use axum::{
    extract::Request,
    http::{HeaderMap, header::AUTHORIZATION},
    middleware::Next,
    response::Response,
};
use uuid::Uuid;

use super::AuthError;
use crate::scheduler::CallerCredential;

/// Header carrying the authenticated organization.
pub const ORG_ID_HEADER: &str = "X-Org-Id";

/// The authenticated caller of a request.
#[derive(Debug, Clone)]
pub struct Caller {
    pub org_id: Uuid,
    pub credential: CallerCredential,
}

impl Caller {
    pub fn from_headers(headers: &HeaderMap) -> Result<Self, AuthError> {
        let authorization = headers
            .get(AUTHORIZATION)
            .ok_or(AuthError::MissingCredentials)?
            .to_str()
            .map_err(|_| AuthError::InvalidCredentials)?;
        let token = authorization
            .strip_prefix("Bearer ")
            .map(str::trim)
            .filter(|t| !t.is_empty())
            .ok_or(AuthError::InvalidCredentials)?;

        let org_id = headers
            .get(ORG_ID_HEADER)
            .and_then(|v| v.to_str().ok())
            .and_then(|v| Uuid::parse_str(v.trim()).ok())
            .filter(|id| !id.is_nil())
            .ok_or(AuthError::MissingIdentity)?;

        Ok(Self {
            org_id,
            credential: CallerCredential::new(token),
        })
    }
}

/// Middleware that rejects unauthenticated requests and stores the
/// [`Caller`] in request extensions.
pub async fn caller_auth_middleware(mut req: Request, next: Next) -> Result<Response, AuthError> {
    let caller = Caller::from_headers(req.headers())?;
    tracing::debug!(org_id = %caller.org_id, "Request authenticated");
    req.extensions_mut().insert(caller);
    Ok(next.run(req).await)
}

#[cfg(test)]
mod tests {
    use axum::http::HeaderValue;

    use super::*;

    const ORG: &str = "6ba7b810-9dad-11d1-80b4-00c04fd430c8";

    fn headers(auth: Option<&str>, org: Option<&str>) -> HeaderMap {
        let mut headers = HeaderMap::new();
        if let Some(auth) = auth {
            headers.insert(AUTHORIZATION, HeaderValue::from_str(auth).unwrap());
        }
        if let Some(org) = org {
            headers.insert(ORG_ID_HEADER, HeaderValue::from_str(org).unwrap());
        }
        headers
    }

    #[test]
    fn test_caller_from_headers() {
        let caller = Caller::from_headers(&headers(Some("Bearer tok-123"), Some(ORG))).unwrap();
        assert_eq!(caller.org_id.to_string(), ORG);
        assert_eq!(caller.credential.token(), "tok-123");
    }

    #[test]
    fn test_missing_or_malformed_credentials() {
        assert!(matches!(
            Caller::from_headers(&headers(None, Some(ORG))),
            Err(AuthError::MissingCredentials)
        ));
        assert!(matches!(
            Caller::from_headers(&headers(Some("Basic dXNlcg=="), Some(ORG))),
            Err(AuthError::InvalidCredentials)
        ));
        assert!(matches!(
            Caller::from_headers(&headers(Some("Bearer "), Some(ORG))),
            Err(AuthError::InvalidCredentials)
        ));
    }

    #[test]
    fn test_missing_or_nil_org() {
        assert!(matches!(
            Caller::from_headers(&headers(Some("Bearer t"), None)),
            Err(AuthError::MissingIdentity)
        ));
        assert!(matches!(
            Caller::from_headers(&headers(Some("Bearer t"), Some("not-a-uuid"))),
            Err(AuthError::MissingIdentity)
        ));
        assert!(matches!(
            Caller::from_headers(&headers(
                Some("Bearer t"),
                Some("00000000-0000-0000-0000-000000000000")
            )),
            Err(AuthError::MissingIdentity)
        ));
    }
}
use serde::{Deserialize, Serialize};

/// Observability configuration.
#[derive(Debug, Clone, Default, Serialize, Deserialize)]
#[serde(deny_unknown_fields)]
pub struct ObservabilityConfig {
    /// Logging configuration.
    #[serde(default)]
    pub logging: LoggingConfig,
}

/// Logging configuration.
#[derive(Debug, Clone, Serialize, Deserialize)]
#[serde(deny_unknown_fields)]
pub struct LoggingConfig {
    /// Log level.
    #[serde(default)]
    pub level: LogLevel,

    /// Log format.
    #[serde(default)]
    pub format: LogFormat,

    /// Include timestamps.
    #[serde(default = "default_true")]
    pub timestamps: bool,

    /// Include file/line information.
    #[serde(default)]
    pub file_line: bool,

    /// Filter directives (e.g., "tower_http=debug,sqlx=warn").
    #[serde(default)]
    pub filter: Option<String>,
}

impl Default for LoggingConfig {
    fn default() -> Self {
        Self {
            level: LogLevel::default(),
            format: LogFormat::default(),
            timestamps: true,
            file_line: false,
            filter: None,
        }
    }
}

#[derive(Debug, Clone, Copy, Default, Serialize, Deserialize, PartialEq, Eq)]
#[serde(rename_all = "snake_case")]
pub enum LogLevel {
    Trace,
    Debug,
    #[default]
    Info,
    Warn,
    Error,
}

impl LogLevel {
    pub fn as_str(&self) -> &'static str {
        match self {
            LogLevel::Trace => "trace",
            LogLevel::Debug => "debug",
            LogLevel::Info => "info",
            LogLevel::Warn => "warn",
            LogLevel::Error => "error",
        }
    }
}

#[derive(Debug, Clone, Copy, Default, Serialize, Deserialize, PartialEq, Eq)]
#[serde(rename_all = "snake_case")]
pub enum LogFormat {
    /// Human-readable multi-line format.
    Pretty,
    /// Compact single-line format.
    #[default]
    Compact,
    /// JSON format (for log aggregation).
    Json,
}

fn default_true() -> bool {
    true
}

Your instructions: All lines of the listing that contain the word "LoggingConfig" should be copied out.

Solution for this problem:
    pub logging: LoggingConfig,
pub struct LoggingConfig {
impl Default for LoggingConfig {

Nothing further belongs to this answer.